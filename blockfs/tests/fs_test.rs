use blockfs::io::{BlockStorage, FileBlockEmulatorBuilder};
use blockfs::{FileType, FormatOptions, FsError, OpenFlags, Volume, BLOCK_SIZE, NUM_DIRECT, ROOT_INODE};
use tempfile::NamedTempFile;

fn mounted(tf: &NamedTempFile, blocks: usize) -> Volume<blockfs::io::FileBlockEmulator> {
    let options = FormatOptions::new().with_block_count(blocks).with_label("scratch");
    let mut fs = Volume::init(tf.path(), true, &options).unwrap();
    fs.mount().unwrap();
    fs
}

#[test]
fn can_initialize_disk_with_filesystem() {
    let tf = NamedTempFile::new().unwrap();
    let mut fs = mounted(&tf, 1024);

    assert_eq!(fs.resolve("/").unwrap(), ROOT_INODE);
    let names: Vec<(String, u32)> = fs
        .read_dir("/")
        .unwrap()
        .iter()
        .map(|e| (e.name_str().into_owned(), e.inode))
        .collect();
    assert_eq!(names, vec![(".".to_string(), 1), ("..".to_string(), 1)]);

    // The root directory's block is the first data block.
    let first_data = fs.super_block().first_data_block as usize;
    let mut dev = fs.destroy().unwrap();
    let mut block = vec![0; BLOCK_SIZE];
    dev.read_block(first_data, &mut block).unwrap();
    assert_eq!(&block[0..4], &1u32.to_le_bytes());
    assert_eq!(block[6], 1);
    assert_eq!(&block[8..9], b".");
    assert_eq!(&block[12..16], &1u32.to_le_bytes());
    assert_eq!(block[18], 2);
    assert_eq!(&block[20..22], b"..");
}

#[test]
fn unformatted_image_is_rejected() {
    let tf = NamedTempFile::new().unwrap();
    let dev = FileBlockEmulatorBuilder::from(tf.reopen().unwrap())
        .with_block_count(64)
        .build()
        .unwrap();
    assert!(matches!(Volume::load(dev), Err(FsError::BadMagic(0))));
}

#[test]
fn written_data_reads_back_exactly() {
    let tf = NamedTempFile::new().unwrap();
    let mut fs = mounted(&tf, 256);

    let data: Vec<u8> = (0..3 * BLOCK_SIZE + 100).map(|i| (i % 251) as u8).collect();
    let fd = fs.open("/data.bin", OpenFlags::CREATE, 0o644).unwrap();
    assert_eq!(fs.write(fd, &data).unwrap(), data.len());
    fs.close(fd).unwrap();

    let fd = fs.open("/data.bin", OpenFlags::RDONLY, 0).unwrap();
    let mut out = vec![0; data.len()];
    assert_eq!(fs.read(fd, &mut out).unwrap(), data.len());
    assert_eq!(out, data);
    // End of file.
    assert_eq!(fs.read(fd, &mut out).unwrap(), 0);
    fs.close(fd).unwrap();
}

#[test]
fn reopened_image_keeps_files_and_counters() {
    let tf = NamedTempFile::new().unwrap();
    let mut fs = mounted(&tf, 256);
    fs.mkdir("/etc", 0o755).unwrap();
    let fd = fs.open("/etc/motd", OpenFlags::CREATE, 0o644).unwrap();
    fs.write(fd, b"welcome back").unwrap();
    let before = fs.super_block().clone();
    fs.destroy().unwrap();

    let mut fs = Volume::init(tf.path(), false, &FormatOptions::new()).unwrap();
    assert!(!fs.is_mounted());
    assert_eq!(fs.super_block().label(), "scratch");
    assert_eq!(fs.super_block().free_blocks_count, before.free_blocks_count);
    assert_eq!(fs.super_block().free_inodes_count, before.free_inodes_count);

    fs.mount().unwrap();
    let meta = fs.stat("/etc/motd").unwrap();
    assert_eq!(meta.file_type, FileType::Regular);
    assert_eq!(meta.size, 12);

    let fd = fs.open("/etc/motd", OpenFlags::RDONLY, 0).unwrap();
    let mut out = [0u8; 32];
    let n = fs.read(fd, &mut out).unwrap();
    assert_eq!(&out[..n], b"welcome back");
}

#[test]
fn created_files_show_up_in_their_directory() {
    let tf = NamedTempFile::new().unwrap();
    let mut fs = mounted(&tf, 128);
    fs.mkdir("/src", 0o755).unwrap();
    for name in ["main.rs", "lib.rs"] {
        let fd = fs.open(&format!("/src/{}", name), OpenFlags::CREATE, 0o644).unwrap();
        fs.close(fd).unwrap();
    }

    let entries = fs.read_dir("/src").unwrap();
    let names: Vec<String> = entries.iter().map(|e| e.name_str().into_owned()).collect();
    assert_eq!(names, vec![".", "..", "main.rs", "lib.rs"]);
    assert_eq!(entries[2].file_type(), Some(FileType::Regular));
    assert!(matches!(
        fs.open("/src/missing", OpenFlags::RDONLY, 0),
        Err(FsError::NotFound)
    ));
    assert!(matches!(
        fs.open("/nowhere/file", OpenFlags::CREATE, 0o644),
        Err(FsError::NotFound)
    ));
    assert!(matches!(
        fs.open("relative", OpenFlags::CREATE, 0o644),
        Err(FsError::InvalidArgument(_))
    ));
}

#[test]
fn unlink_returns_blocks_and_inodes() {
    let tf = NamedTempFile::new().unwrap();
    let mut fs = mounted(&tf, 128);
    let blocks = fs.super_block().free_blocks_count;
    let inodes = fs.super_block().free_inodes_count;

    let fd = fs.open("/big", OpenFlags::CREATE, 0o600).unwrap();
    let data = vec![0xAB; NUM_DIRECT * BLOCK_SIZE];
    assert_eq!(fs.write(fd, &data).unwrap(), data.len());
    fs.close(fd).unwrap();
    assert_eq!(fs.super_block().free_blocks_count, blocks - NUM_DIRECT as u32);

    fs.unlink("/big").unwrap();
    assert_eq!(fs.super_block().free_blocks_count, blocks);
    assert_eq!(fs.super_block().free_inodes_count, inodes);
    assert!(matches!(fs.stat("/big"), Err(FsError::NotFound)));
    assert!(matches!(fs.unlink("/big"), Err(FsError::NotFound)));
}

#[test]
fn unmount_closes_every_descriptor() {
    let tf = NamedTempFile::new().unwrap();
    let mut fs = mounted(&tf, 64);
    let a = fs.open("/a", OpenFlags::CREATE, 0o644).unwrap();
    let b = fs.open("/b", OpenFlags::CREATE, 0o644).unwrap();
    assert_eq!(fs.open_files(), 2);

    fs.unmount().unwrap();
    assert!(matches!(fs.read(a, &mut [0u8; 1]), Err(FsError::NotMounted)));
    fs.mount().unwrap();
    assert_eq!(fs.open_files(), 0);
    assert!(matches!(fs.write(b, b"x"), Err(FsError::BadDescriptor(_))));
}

════════════════

Write out the whole listing verbatim.

filename blockfs/tests/fs_test.rs
use blockfs::io::{BlockStorage, FileBlockEmulatorBuilder};
use blockfs::{FileType, FormatOptions, FsError, OpenFlags, Volume, BLOCK_SIZE, NUM_DIRECT, ROOT_INODE};
use tempfile::NamedTempFile;

fn mounted(tf: &NamedTempFile, blocks: usize) -> Volume<blockfs::io::FileBlockEmulator> {
    let options = FormatOptions::new().with_block_count(blocks).with_label("scratch");
    let mut fs = Volume::init(tf.path(), true, &options).unwrap();
    fs.mount().unwrap();
    fs
}

#[test]
fn can_initialize_disk_with_filesystem() {
    let tf = NamedTempFile::new().unwrap();
    let mut fs = mounted(&tf, 1024);

    assert_eq!(fs.resolve("/").unwrap(), ROOT_INODE);
    let names: Vec<(String, u32)> = fs
        .read_dir("/")
        .unwrap()
        .iter()
        .map(|e| (e.name_str().into_owned(), e.inode))
        .collect();
    assert_eq!(names, vec![(".".to_string(), 1), ("..".to_string(), 1)]);

    // The root directory's block is the first data block.
    let first_data = fs.super_block().first_data_block as usize;
    let mut dev = fs.destroy().unwrap();
    let mut block = vec![0; BLOCK_SIZE];
    dev.read_block(first_data, &mut block).unwrap();
    assert_eq!(&block[0..4], &1u32.to_le_bytes());
    assert_eq!(block[6], 1);
    assert_eq!(&block[8..9], b".");
    assert_eq!(&block[12..16], &1u32.to_le_bytes());
    assert_eq!(block[18], 2);
    assert_eq!(&block[20..22], b"..");
}

#[test]
fn unformatted_image_is_rejected() {
    let tf = NamedTempFile::new().unwrap();
    let dev = FileBlockEmulatorBuilder::from(tf.reopen().unwrap())
        .with_block_count(64)
        .build()
        .unwrap();
    assert!(matches!(Volume::load(dev), Err(FsError::BadMagic(0))));
}

#[test]
fn written_data_reads_back_exactly() {
    let tf = NamedTempFile::new().unwrap();
    let mut fs = mounted(&tf, 256);

    let data: Vec<u8> = (0..3 * BLOCK_SIZE + 100).map(|i| (i % 251) as u8).collect();
    let fd = fs.open("/data.bin", OpenFlags::CREATE, 0o644).unwrap();
    assert_eq!(fs.write(fd, &data).unwrap(), data.len());
    fs.close(fd).unwrap();

    let fd = fs.open("/data.bin", OpenFlags::RDONLY, 0).unwrap();
    let mut out = vec![0; data.len()];
    assert_eq!(fs.read(fd, &mut out).unwrap(), data.len());
    assert_eq!(out, data);
    // End of file.
    assert_eq!(fs.read(fd, &mut out).unwrap(), 0);
    fs.close(fd).unwrap();
}

#[test]
fn reopened_image_keeps_files_and_counters() {
    let tf = NamedTempFile::new().unwrap();
    let mut fs = mounted(&tf, 256);
    fs.mkdir("/etc", 0o755).unwrap();
    let fd = fs.open("/etc/motd", OpenFlags::CREATE, 0o644).unwrap();
    fs.write(fd, b"welcome back").unwrap();
    let before = fs.super_block().clone();
    fs.destroy().unwrap();

    let mut fs = Volume::init(tf.path(), false, &FormatOptions::new()).unwrap();
    assert!(!fs.is_mounted());
    assert_eq!(fs.super_block().label(), "scratch");
    assert_eq!(fs.super_block().free_blocks_count, before.free_blocks_count);
    assert_eq!(fs.super_block().free_inodes_count, before.free_inodes_count);

    fs.mount().unwrap();
    let meta = fs.stat("/etc/motd").unwrap();
    assert_eq!(meta.file_type, FileType::Regular);
    assert_eq!(meta.size, 12);

    let fd = fs.open("/etc/motd", OpenFlags::RDONLY, 0).unwrap();
    let mut out = [0u8; 32];
    let n = fs.read(fd, &mut out).unwrap();
    assert_eq!(&out[..n], b"welcome back");
}

#[test]
fn created_files_show_up_in_their_directory() {
    let tf = NamedTempFile::new().unwrap();
    let mut fs = mounted(&tf, 128);
    fs.mkdir("/src", 0o755).unwrap();
    for name in ["main.rs", "lib.rs"] {
        let fd = fs.open(&format!("/src/{}", name), OpenFlags::CREATE, 0o644).unwrap();
        fs.close(fd).unwrap();
    }

    let entries = fs.read_dir("/src").unwrap();
    let names: Vec<String> = entries.iter().map(|e| e.name_str().into_owned()).collect();
    assert_eq!(names, vec![".", "..", "main.rs", "lib.rs"]);
    assert_eq!(entries[2].file_type(), Some(FileType::Regular));
    assert!(matches!(
        fs.open("/src/missing", OpenFlags::RDONLY, 0),
        Err(FsError::NotFound)
    ));
    assert!(matches!(
        fs.open("/nowhere/file", OpenFlags::CREATE, 0o644),
        Err(FsError::NotFound)
    ));
    assert!(matches!(
        fs.open("relative", OpenFlags::CREATE, 0o644),
        Err(FsError::InvalidArgument(_))
    ));
}

#[test]
fn unlink_returns_blocks_and_inodes() {
    let tf = NamedTempFile::new().unwrap();
    let mut fs = mounted(&tf, 128);
    let blocks = fs.super_block().free_blocks_count;
    let inodes = fs.super_block().free_inodes_count;

    let fd = fs.open("/big", OpenFlags::CREATE, 0o600).unwrap();
    let data = vec![0xAB; NUM_DIRECT * BLOCK_SIZE];
    assert_eq!(fs.write(fd, &data).unwrap(), data.len());
    fs.close(fd).unwrap();
    assert_eq!(fs.super_block().free_blocks_count, blocks - NUM_DIRECT as u32);

    fs.unlink("/big").unwrap();
    assert_eq!(fs.super_block().free_blocks_count, blocks);
    assert_eq!(fs.super_block().free_inodes_count, inodes);
    assert!(matches!(fs.stat("/big"), Err(FsError::NotFound)));
    assert!(matches!(fs.unlink("/big"), Err(FsError::NotFound)));
}

#[test]
fn unmount_closes_every_descriptor() {
    let tf = NamedTempFile::new().unwrap();
    let mut fs = mounted(&tf, 64);
    let a = fs.open("/a", OpenFlags::CREATE, 0o644).unwrap();
    let b = fs.open("/b", OpenFlags::CREATE, 0o644).unwrap();
    assert_eq!(fs.open_files(), 2);

    fs.unmount().unwrap();
    assert!(matches!(fs.read(a, &mut [0u8; 1]), Err(FsError::NotMounted)));
    fs.mount().unwrap();
    assert_eq!(fs.open_files(), 0);
    assert!(matches!(fs.write(b, b"x"), Err(FsError::BadDescriptor(_))));
}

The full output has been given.